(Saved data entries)
++++
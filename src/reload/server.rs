//! Session listener: port binding and the handshake/accept thread.

use std::io::ErrorKind;
use std::net::{IpAddr, SocketAddr, TcpListener, TcpStream};
use std::sync::Arc;
use std::thread::JoinHandle;
use std::time::Duration;

use anyhow::{Context, Result};
use tungstenite::handshake::server::{ErrorResponse, Request, Response};
use tungstenite::http::StatusCode;

use super::message::decode_path;
use crate::actor::ws::Broadcaster;
use crate::core::StopSignal;
use crate::{debug, log};

/// Maximum port retry attempts
const MAX_PORT_RETRIES: u16 = 10;

/// Idle sleep between non-blocking accepts.
const ACCEPT_IDLE: Duration = Duration::from_millis(100);

/// A slow client must not hold the acceptor forever.
const HANDSHAKE_TIMEOUT: Duration = Duration::from_secs(2);

/// Bind `ip:base_port`, moving up one port at a time while busy.
pub fn bind(ip: IpAddr, base_port: u16) -> Result<(TcpListener, u16)> {
    let mut last_error = None;

    for offset in 0..MAX_PORT_RETRIES {
        let port = base_port.saturating_add(offset);
        match TcpListener::bind(SocketAddr::new(ip, port)) {
            Ok(listener) => {
                let actual_port = listener.local_addr()?.port();
                if actual_port != base_port {
                    log!("live"; "port {} busy, using {}", base_port, actual_port);
                }
                return Ok((listener, actual_port));
            }
            Err(e) => last_error = Some(e),
        }
    }

    Err(anyhow::anyhow!(
        "failed to bind live-update listener after {} attempts: {}",
        MAX_PORT_RETRIES,
        last_error.map(|e| e.to_string()).unwrap_or_default()
    ))
}

/// Accept connections until stopped, admitting each as a session.
pub fn spawn_acceptor(
    listener: TcpListener,
    broadcaster: Arc<Broadcaster>,
    endpoint: String,
    stop: StopSignal,
) -> Result<JoinHandle<()>> {
    listener
        .set_nonblocking(true)
        .context("failed to make live-update listener non-blocking")?;

    let handle = std::thread::Builder::new()
        .name("live-accept".into())
        .spawn(move || {
            while !stop.is_stopped() && !crate::core::is_shutdown() {
                match listener.accept() {
                    Ok((stream, addr)) => {
                        debug!("live"; "client connected: {}", addr);
                        if let Err(e) = admit(stream, &broadcaster, &endpoint) {
                            debug!("live"; "rejected {}: {:#}", addr, e);
                        }
                    }
                    Err(ref e) if e.kind() == ErrorKind::WouldBlock => {
                        std::thread::sleep(ACCEPT_IDLE);
                    }
                    Err(e) => {
                        log!("live"; "accept error: {}", e);
                        std::thread::sleep(ACCEPT_IDLE);
                    }
                }
            }
            debug!("live"; "acceptor stopped");
        })
        .context("failed to spawn live-update acceptor")?;

    Ok(handle)
}

/// Handshake one stream and hand it to the broadcaster.
fn admit(stream: TcpStream, broadcaster: &Broadcaster, endpoint: &str) -> Result<()> {
    stream.set_nonblocking(false)?;
    stream.set_read_timeout(Some(HANDSHAKE_TIMEOUT))?;

    let mut route = None;
    let ws = tungstenite::accept_hdr(stream, |req: &Request, resp: Response| {
        match check_request(req, endpoint) {
            Ok(initial) => {
                route = initial;
                Ok(resp)
            }
            Err(status) => {
                let mut err = ErrorResponse::new(None);
                *err.status_mut() = status;
                Err(err)
            }
        }
    })
    .map_err(|e| anyhow::anyhow!("handshake failed: {}", e))?;

    ws.get_ref().set_read_timeout(None)?;
    ws.get_ref().set_nonblocking(true)?;
    broadcaster.connect(Box::new(ws), route);
    Ok(())
}

/// Accept only `<prefix>/front`; returns the `?path=` route if present.
fn check_request(req: &Request, endpoint: &str) -> Result<Option<String>, StatusCode> {
    if req.uri().path() != endpoint {
        return Err(StatusCode::NOT_FOUND);
    }
    Ok(req.uri().query().and_then(route_from_query))
}

fn route_from_query(query: &str) -> Option<String> {
    query
        .split('&')
        .filter_map(|pair| pair.split_once('='))
        .find(|(key, _)| *key == "path")
        .map(|(_, value)| decode_path(&value.replace('+', " ")))
        .filter(|path| !path.is_empty())
}
//! Process lifecycle state for serve mode.
//!
//! Two flags:
//! - `READY`: the first scan has been installed, pages can be served
//! - `SHUTDOWN`: Ctrl+C received, everything is winding down

use std::sync::atomic::{AtomicBool, Ordering};
use std::sync::{Arc, OnceLock};

use tiny_http::Server;

/// First snapshot is installed
static READY: AtomicBool = AtomicBool::new(false);

/// Shutdown has been requested (Ctrl+C received)
static SHUTDOWN: AtomicBool = AtomicBool::new(false);

/// HTTP server reference for graceful shutdown
static SERVER: OnceLock<Arc<Server>> = OnceLock::new();

/// Shutdown signal sender for the actor system
static SHUTDOWN_TX: OnceLock<crossbeam::channel::Sender<()>> = OnceLock::new();

// =============================================================================
// READY state
// =============================================================================

pub fn is_ready() -> bool {
    READY.load(Ordering::SeqCst)
}

/// Mark the wiki as ready (call after the first scan is installed)
pub fn set_ready() {
    READY.store(true, Ordering::SeqCst);
}

// =============================================================================
// SHUTDOWN state
// =============================================================================

/// Install the global Ctrl+C handler. Call once at program start.
///
/// - Before `register_server()`: exit right away, nothing to drain
/// - After `register_server()`: notify actors, unblock the request loop
pub fn setup_shutdown_handler() -> anyhow::Result<()> {
    ctrlc::set_handler(|| {
        request_shutdown();

        if let Some(server) = SERVER.get() {
            crate::log!("serve"; "shutting down...");
            server.unblock();
        } else {
            std::process::exit(0);
        }
    })
    .map_err(|e| anyhow::anyhow!("failed to set Ctrl+C handler: {}", e))
}

/// Register the HTTP server and the actor shutdown channel.
///
/// Call this after binding the server, before entering the request loop.
pub fn register_server(server: Arc<Server>, shutdown_tx: crossbeam::channel::Sender<()>) {
    let _ = SERVER.set(server);
    let _ = SHUTDOWN_TX.set(shutdown_tx);
}

/// Flag shutdown and wake the actor system.
pub fn request_shutdown() {
    SHUTDOWN.store(true, Ordering::SeqCst);
    if let Some(tx) = SHUTDOWN_TX.get() {
        let _ = tx.send(());
    }
}

/// Check if shutdown has been requested.
///
/// Relaxed ordering: a poll loop may run one extra round.
pub fn is_shutdown() -> bool {
    SHUTDOWN.load(Ordering::Relaxed)
}
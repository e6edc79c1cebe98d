//! WebSocket fan-out to browser sessions.
//!
//! This actor is responsible for:
//! - Admitting new sessions with their initial page
//! - Pushing every content update to every live session
//! - Following each session's current route
//! - Probing liveness and evicting sessions that stop answering
//!
//! # Architecture
//!
//! ```text
//! FsActor --[ContentUpdate]--> Broadcaster --[page/refresh]--> Sessions
//!                                   ^                             |
//!                                   +--------[page path]----------+
//! ```

mod heartbeat;
mod registry;
mod session;

pub use heartbeat::{run_heartbeat, run_inbound};
pub use registry::SessionRegistry;
pub use session::Connection;
#[cfg(test)]
pub(crate) use registry::tests::{MockConnection, MockState};

use std::sync::Arc;

use super::messages::ContentUpdate;
use crate::content::{ContentStore, DocId, Snapshot};
use crate::reload::message::LiveMessage;
use crate::utils::path::last_segment;
use crate::{debug, log};

/// Renders snapshots for sessions and sends them.
pub struct Broadcaster {
    registry: SessionRegistry,
    store: Arc<ContentStore>,
    prefix: String,
}

impl Broadcaster {
    pub fn new(store: Arc<ContentStore>, prefix: impl Into<String>) -> Self {
        Self {
            registry: SessionRegistry::new(),
            store,
            prefix: prefix.into(),
        }
    }

    pub fn registry(&self) -> &SessionRegistry {
        &self.registry
    }

    /// Register a freshly handshaken connection and send its first page.
    ///
    /// The snapshot is read under the registry lock. A rebuild installed
    /// before that point is in the first page; one installed after it is
    /// broadcast to this session too.
    pub fn connect(&self, conn: Box<dyn Connection>, route: Option<String>) {
        let peer = conn.peer();
        if let Err(e) = self
            .registry
            .admit(conn, route, |route| self.render(&self.store.load(), route))
        {
            log!("ws"; "initial push to {} failed: {}", peer, e);
        }
    }

    /// Deliver one update to every session.
    pub fn publish(&self, update: ContentUpdate) {
        let sent = match update {
            ContentUpdate::SnapshotUpdated(snapshot) => self
                .registry
                .send_each(|route| self.render(&snapshot, route)),
            ContentUpdate::ContentChanged => {
                let refresh = refresh_json("content changed");
                self.registry.send_each(|_| refresh.clone())
            }
        };
        debug!("ws"; "update sent to {} sessions", sent);
    }

    /// Read inbound frames; sessions that moved get their new page.
    pub fn poll_inbound(&self) {
        let moved = self.registry.poll_inbound();
        if moved.is_empty() {
            return;
        }
        for id in moved {
            self.registry
                .send_to(id, |route| self.render(&self.store.load(), route));
        }
    }

    /// JSON for a session showing `route`, or a refresh if that page is gone.
    fn render(&self, snapshot: &Snapshot, route: Option<&str>) -> Option<String> {
        let path = route.unwrap_or("/");
        let id = self.doc_for(path);
        let json = match snapshot.page_view(&id, &self.prefix) {
            Some(page) => LiveMessage::Page { path, page }.to_json(),
            None => LiveMessage::Refresh { reason: "page not found" }.to_json(),
        };
        match json {
            Ok(json) => Some(json),
            Err(e) => {
                log!("error"; "failed to encode live message: {}", e);
                None
            }
        }
    }

    /// Document identity for a browser path under the prefix.
    fn doc_for(&self, path: &str) -> DocId {
        let path = path.split(['?', '#']).next().unwrap_or_default();
        let local = path.strip_prefix(self.prefix.as_str()).unwrap_or(path);
        DocId::from_request(last_segment(local).unwrap_or_default())
    }
}

fn refresh_json(reason: &str) -> Option<String> {
    LiveMessage::Refresh { reason }.to_json().ok()
}
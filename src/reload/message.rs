//! Live update message protocol.
//!
//! # Server → browser
//!
//! - `page`: a full page view for the path the browser is showing
//! - `refresh`: reload from the server (page gone, or assets changed)
//!
//! # Browser → server
//!
//! - `page`: the path the browser is currently showing
//!
//! HTML inside messages is sent as-is; serde_json does not escape `<`, `>`
//! or `&`, so rendered documents reach the page script unchanged.

use percent_encoding::percent_decode_str;
use serde::{Deserialize, Serialize};

use crate::content::PageView;

/// Message sent to a browser session.
#[derive(Debug, Clone, Serialize)]
#[serde(tag = "type", rename_all = "lowercase")]
pub enum LiveMessage<'a> {
    /// Replace page regions with this view.
    Page {
        path: &'a str,
        page: PageView<'a>,
    },
    /// Reload the page from the server.
    Refresh { reason: &'a str },
}

impl LiveMessage<'_> {
    pub fn to_json(&self) -> Result<String, serde_json::Error> {
        serde_json::to_string(self)
    }
}

/// Message received from a browser session.
#[derive(Debug, Clone, Deserialize, PartialEq, Eq)]
#[serde(tag = "type", rename_all = "lowercase")]
enum ClientMessage {
    Page { path: String },
}

/// Parse a browser `page` message into a decoded request path.
pub fn parse_page_message(text: &str) -> Option<String> {
    let ClientMessage::Page { path } = serde_json::from_str(text).ok()?;
    Some(decode_path(&path))
}

/// Percent-decode a request path, keeping it as-is if not valid UTF-8.
pub fn decode_path(path: &str) -> String {
    percent_decode_str(path)
        .decode_utf8()
        .map(|p| p.into_owned())
        .unwrap_or_else(|_| path.to_owned())
}
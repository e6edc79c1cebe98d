//! Logging utilities with colored output.
//!
//! - `log!` macro for formatted terminal output with colored prefixes
//! - `debug!` macro, printed only with `--verbose`
//!
//! # Example
//!
//! ```ignore
//! log!("scan"; "{} documents", count);
//! debug!("ws"; "session {} evicted", id);
//! ```

use crossterm::{
    execute,
    terminal::{Clear, ClearType},
};
use owo_colors::OwoColorize;
use std::{
    io::{Write, stdout},
    sync::atomic::{AtomicBool, Ordering},
};

/// Global verbose flag (set by --verbose CLI argument)
static VERBOSE: AtomicBool = AtomicBool::new(false);

/// Set verbose mode globally
pub fn set_verbose(v: bool) {
    VERBOSE.store(v, Ordering::SeqCst);
}

/// Check if verbose mode is enabled
pub fn is_verbose() -> bool {
    VERBOSE.load(Ordering::SeqCst)
}

// ============================================================================
// Log Macro
// ============================================================================

/// Log a message with a colored module prefix
///
/// # Usage
/// ```ignore
/// log!("module"; "message with {} formatting", args);
/// ```
#[macro_export]
macro_rules! log {
    ($module:expr; $($arg:tt)*) => {{
        $crate::logger::log($module, &format!($($arg)*))
    }};
}

/// Log a debug message (only shown when --verbose is enabled)
///
/// # Usage
/// ```ignore
/// debug!("module"; "debug info: {}", value);
/// ```
#[macro_export]
macro_rules! debug {
    ($module:expr; $($arg:tt)*) => {{
        if $crate::logger::is_verbose() {
            $crate::logger::log($module, &format!($($arg)*))
        }
    }};
}

// ============================================================================
// Helper Functions
// ============================================================================

/// Log a message with a colored module prefix
#[inline]
pub fn log(module: &str, message: &str) {
    let module_lower = module.to_ascii_lowercase();
    let prefix = colorize_prefix(module, &module_lower);

    let mut stdout = stdout().lock();
    execute!(stdout, Clear(ClearType::UntilNewLine)).ok();
    writeln!(stdout, "{prefix} {message}").ok();
    stdout.flush().ok();
}

/// Apply color to a module prefix based on module type
#[inline]
fn colorize_prefix(module: &str, module_lower: &str) -> String {
    let prefix = format!("[{module}]");
    match module_lower {
        "serve" => prefix.bright_blue().bold().to_string(),
        "watch" | "scan" => prefix.bright_green().bold().to_string(),
        "ws" | "live" => prefix.bright_cyan().bold().to_string(),
        "error" => prefix.bright_red().bold().to_string(),
        _ => prefix.bright_yellow().bold().to_string(),
    }
}
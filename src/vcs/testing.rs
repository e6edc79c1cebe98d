//! Throwaway git repositories for tests.

use std::fs;
use std::path::Path;

use crate::utils::exec::Cmd;

/// Run git inside `dir` with a fixed identity; panics on failure.
pub fn git_in(dir: &Path, args: &[&str]) {
    Cmd::new("git")
        .args(args)
        .cwd(dir)
        .envs([
            ("GIT_AUTHOR_NAME", "Ada Lovelace"),
            ("GIT_AUTHOR_EMAIL", "ada@example.com"),
            ("GIT_COMMITTER_NAME", "Ada Lovelace"),
            ("GIT_COMMITTER_EMAIL", "ada@example.com"),
            ("GIT_CONFIG_NOSYSTEM", "1"),
            ("HOME", dir.to_str().unwrap()),
        ])
        .run()
        .unwrap();
}

/// Whether a usable git binary is installed.
pub fn have_git() -> bool {
    which::which("git").is_ok()
}

/// A repository with `commits` commits, each touching `Page.md`.
pub fn repo_with_commits(commits: usize) -> tempfile::TempDir {
    let dir = tempfile::TempDir::new().unwrap();
    git_in(dir.path(), &["init", "-q"]);
    for i in 0..commits {
        fs::write(dir.path().join("Page.md"), format!("# Page\n\nrev {i}\n")).unwrap();
        git_in(dir.path(), &["add", "."]);
        git_in(dir.path(), &["commit", "-q", "-m", &format!("rev {i}")]);
    }
    dir
}
//! Live page updates over WebSocket.
//!
//! ```text
//! Browser --handshake /front--> acceptor --Session--> SessionRegistry
//! Browser <--page/refresh------ Broadcaster <--ContentUpdate-- FsActor
//! ```
//!
//! - `message` - JSON messages exchanged with the page script
//! - `server` - listener binding and the handshake/accept thread

pub mod message;
pub mod server;
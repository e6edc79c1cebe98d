//! Markdown to HTML conversion.

use pulldown_cmark::{Options, Parser, html};

/// GitHub-flavoured extensions enabled for every document.
fn options() -> Options {
    Options::ENABLE_TABLES
        | Options::ENABLE_STRIKETHROUGH
        | Options::ENABLE_TASKLISTS
        | Options::ENABLE_FOOTNOTES
}

/// Turn a document's source text into an HTML fragment.
pub fn render_markdown(source: &str) -> String {
    let parser = Parser::new_ext(source, options());
    let mut out = String::with_capacity(source.len() * 3 / 2);
    html::push_html(&mut out, parser);
    out
}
++++
■ **WHAT YOU ARE ASKED TO DO**
Of all the entries above, retype exactly the lines from the line with "route, |route| self.render(&self.store.load(), route))" to the line with "fn refresh_json(reason: &str)", both included, and no others.

■ **WRITTEN ANSWER**
            .admit(conn, route, |route| self.render(&self.store.load(), route))
        {
            log!("ws"; "initial push to {} failed: {}", peer, e);
        }
    }

    /// Deliver one update to every session.
    pub fn publish(&self, update: ContentUpdate) {
        let sent = match update {
            ContentUpdate::SnapshotUpdated(snapshot) => self
                .registry
                .send_each(|route| self.render(&snapshot, route)),
            ContentUpdate::ContentChanged => {
                let refresh = refresh_json("content changed");
                self.registry.send_each(|_| refresh.clone())
            }
        };
        debug!("ws"; "update sent to {} sessions", sent);
    }

    /// Read inbound frames; sessions that moved get their new page.
    pub fn poll_inbound(&self) {
        let moved = self.registry.poll_inbound();
        if moved.is_empty() {
            return;
        }
        for id in moved {
            self.registry
                .send_to(id, |route| self.render(&self.store.load(), route));
        }
    }

    /// JSON for a session showing `route`, or a refresh if that page is gone.
    fn render(&self, snapshot: &Snapshot, route: Option<&str>) -> Option<String> {
        let path = route.unwrap_or("/");
        let id = self.doc_for(path);
        let json = match snapshot.page_view(&id, &self.prefix) {
            Some(page) => LiveMessage::Page { path, page }.to_json(),
            None => LiveMessage::Refresh { reason: "page not found" }.to_json(),
        };
        match json {
            Ok(json) => Some(json),
            Err(e) => {
                log!("error"; "failed to encode live message: {}", e);
                None
            }
        }
    }

    /// Document identity for a browser path under the prefix.
    fn doc_for(&self, path: &str) -> DocId {
        let path = path.split(['?', '#']).next().unwrap_or_default();
        let local = path.strip_prefix(self.prefix.as_str()).unwrap_or(path);
        DocId::from_request(last_segment(local).unwrap_or_default())
    }
}

fn refresh_json(reason: &str) -> Option<String> {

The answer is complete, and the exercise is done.